ACTIVITY: Start at the line below containing "outputs, stored under" and stop at the line containing "impl<S: KvStore> UTXOSet<S>". Repeat every line of that stretch exactly, and nothing outside it.

MATERIAL FOR THIS TASK:
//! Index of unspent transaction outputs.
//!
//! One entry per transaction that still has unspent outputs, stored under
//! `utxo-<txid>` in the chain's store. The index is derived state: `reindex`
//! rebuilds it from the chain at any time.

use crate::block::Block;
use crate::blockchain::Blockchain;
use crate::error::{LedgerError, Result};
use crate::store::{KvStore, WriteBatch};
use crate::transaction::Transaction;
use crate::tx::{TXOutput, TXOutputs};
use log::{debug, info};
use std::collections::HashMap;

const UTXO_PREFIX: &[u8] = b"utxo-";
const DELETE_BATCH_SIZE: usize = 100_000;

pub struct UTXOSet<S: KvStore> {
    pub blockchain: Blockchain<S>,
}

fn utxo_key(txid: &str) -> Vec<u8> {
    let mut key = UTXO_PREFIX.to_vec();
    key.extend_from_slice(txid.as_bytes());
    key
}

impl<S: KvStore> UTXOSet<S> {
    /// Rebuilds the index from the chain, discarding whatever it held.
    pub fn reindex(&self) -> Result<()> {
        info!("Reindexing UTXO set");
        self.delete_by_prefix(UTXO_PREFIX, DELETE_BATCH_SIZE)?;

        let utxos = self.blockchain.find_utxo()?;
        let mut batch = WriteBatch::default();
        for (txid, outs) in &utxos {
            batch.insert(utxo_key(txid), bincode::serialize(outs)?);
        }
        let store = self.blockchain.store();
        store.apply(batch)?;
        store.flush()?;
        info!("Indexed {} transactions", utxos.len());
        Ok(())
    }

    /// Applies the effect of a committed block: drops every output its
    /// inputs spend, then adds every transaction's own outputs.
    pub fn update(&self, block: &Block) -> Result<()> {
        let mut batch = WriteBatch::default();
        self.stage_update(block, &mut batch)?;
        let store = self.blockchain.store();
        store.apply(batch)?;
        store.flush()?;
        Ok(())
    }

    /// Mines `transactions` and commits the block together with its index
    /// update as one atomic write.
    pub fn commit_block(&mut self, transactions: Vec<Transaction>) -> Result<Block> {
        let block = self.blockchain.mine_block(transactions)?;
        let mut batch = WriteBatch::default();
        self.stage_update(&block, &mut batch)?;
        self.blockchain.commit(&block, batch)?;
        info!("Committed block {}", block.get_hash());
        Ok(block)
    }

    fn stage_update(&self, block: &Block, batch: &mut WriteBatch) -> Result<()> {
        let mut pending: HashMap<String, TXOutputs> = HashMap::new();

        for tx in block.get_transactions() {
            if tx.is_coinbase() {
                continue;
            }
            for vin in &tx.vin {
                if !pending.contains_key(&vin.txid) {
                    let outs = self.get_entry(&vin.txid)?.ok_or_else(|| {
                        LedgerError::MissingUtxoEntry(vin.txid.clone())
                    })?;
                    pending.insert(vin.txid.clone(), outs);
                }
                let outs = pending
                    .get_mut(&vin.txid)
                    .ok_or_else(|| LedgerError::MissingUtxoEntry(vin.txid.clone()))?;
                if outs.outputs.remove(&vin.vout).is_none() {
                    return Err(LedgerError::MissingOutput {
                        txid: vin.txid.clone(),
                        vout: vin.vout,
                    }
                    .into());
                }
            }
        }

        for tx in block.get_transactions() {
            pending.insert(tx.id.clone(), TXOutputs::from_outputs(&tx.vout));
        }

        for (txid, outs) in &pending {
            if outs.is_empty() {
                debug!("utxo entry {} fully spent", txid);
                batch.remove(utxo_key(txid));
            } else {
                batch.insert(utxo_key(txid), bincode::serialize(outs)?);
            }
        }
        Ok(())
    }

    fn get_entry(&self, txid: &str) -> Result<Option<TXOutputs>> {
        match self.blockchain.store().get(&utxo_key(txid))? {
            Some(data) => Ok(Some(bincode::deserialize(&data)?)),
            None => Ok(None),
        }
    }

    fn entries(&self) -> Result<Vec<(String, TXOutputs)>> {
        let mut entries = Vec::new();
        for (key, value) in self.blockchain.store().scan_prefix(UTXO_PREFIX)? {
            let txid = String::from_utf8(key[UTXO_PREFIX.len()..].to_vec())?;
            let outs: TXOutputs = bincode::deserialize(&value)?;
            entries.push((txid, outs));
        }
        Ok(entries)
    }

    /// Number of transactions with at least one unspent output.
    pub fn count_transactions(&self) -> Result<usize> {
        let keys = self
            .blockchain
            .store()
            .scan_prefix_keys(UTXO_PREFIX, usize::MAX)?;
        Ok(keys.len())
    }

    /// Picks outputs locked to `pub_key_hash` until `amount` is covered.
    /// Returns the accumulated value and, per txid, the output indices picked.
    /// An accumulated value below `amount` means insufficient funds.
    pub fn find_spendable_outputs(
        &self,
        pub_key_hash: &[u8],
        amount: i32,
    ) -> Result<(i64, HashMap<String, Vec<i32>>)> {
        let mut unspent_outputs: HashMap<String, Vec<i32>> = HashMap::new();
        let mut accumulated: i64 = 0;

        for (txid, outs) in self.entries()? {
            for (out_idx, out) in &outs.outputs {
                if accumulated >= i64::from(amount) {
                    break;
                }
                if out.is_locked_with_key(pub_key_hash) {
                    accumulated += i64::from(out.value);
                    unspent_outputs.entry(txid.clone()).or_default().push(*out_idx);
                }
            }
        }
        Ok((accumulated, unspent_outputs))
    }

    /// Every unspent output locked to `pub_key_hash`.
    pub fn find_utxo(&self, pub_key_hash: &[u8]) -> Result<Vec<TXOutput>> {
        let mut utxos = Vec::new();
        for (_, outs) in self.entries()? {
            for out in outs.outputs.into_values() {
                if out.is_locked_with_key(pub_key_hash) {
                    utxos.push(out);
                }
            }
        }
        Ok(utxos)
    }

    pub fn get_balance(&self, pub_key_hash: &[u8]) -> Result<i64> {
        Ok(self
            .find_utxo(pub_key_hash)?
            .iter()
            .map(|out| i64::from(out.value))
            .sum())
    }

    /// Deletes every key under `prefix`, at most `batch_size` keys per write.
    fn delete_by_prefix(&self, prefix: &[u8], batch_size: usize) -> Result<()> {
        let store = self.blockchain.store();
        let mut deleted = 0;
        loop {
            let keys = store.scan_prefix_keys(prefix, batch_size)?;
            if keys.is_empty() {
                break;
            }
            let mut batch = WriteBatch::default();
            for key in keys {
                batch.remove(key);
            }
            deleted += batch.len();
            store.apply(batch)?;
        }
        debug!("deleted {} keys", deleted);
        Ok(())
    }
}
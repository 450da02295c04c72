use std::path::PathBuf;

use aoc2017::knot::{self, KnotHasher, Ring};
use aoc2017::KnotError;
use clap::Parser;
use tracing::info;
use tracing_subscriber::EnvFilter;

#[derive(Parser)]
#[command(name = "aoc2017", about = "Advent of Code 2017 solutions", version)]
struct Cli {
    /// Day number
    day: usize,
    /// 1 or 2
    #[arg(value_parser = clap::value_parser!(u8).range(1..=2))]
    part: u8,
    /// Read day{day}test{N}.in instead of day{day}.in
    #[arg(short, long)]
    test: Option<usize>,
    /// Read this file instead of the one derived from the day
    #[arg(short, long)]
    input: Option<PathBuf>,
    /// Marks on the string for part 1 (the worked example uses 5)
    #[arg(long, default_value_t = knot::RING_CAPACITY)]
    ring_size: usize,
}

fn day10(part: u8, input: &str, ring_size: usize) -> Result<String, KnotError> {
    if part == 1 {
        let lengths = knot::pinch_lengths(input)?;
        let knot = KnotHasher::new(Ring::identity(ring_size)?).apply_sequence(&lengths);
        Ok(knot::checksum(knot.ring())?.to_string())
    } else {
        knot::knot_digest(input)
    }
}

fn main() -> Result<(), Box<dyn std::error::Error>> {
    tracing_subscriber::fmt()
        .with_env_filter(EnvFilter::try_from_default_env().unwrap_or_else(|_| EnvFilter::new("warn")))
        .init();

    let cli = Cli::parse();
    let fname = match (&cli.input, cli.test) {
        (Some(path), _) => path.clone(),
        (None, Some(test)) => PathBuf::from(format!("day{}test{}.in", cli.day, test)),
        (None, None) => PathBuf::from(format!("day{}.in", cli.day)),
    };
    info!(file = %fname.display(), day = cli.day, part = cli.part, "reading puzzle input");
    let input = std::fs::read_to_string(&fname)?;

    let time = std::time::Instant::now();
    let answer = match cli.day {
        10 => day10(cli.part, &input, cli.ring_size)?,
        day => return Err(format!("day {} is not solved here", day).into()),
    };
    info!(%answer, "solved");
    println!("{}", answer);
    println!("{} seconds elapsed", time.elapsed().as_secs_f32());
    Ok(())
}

SOLUTION TO THIS EXERCISE:
//! One entry per transaction that still has unspent outputs, stored under
//! `utxo-<txid>` in the chain's store. The index is derived state: `reindex`
//! rebuilds it from the chain at any time.

use crate::block::Block;
use crate::blockchain::Blockchain;
use crate::error::{LedgerError, Result};
use crate::store::{KvStore, WriteBatch};
use crate::transaction::Transaction;
use crate::tx::{TXOutput, TXOutputs};
use log::{debug, info};
use std::collections::HashMap;

const UTXO_PREFIX: &[u8] = b"utxo-";
const DELETE_BATCH_SIZE: usize = 100_000;

pub struct UTXOSet<S: KvStore> {
    pub blockchain: Blockchain<S>,
}

fn utxo_key(txid: &str) -> Vec<u8> {
    let mut key = UTXO_PREFIX.to_vec();
    key.extend_from_slice(txid.as_bytes());
    key
}

impl<S: KvStore> UTXOSet<S> {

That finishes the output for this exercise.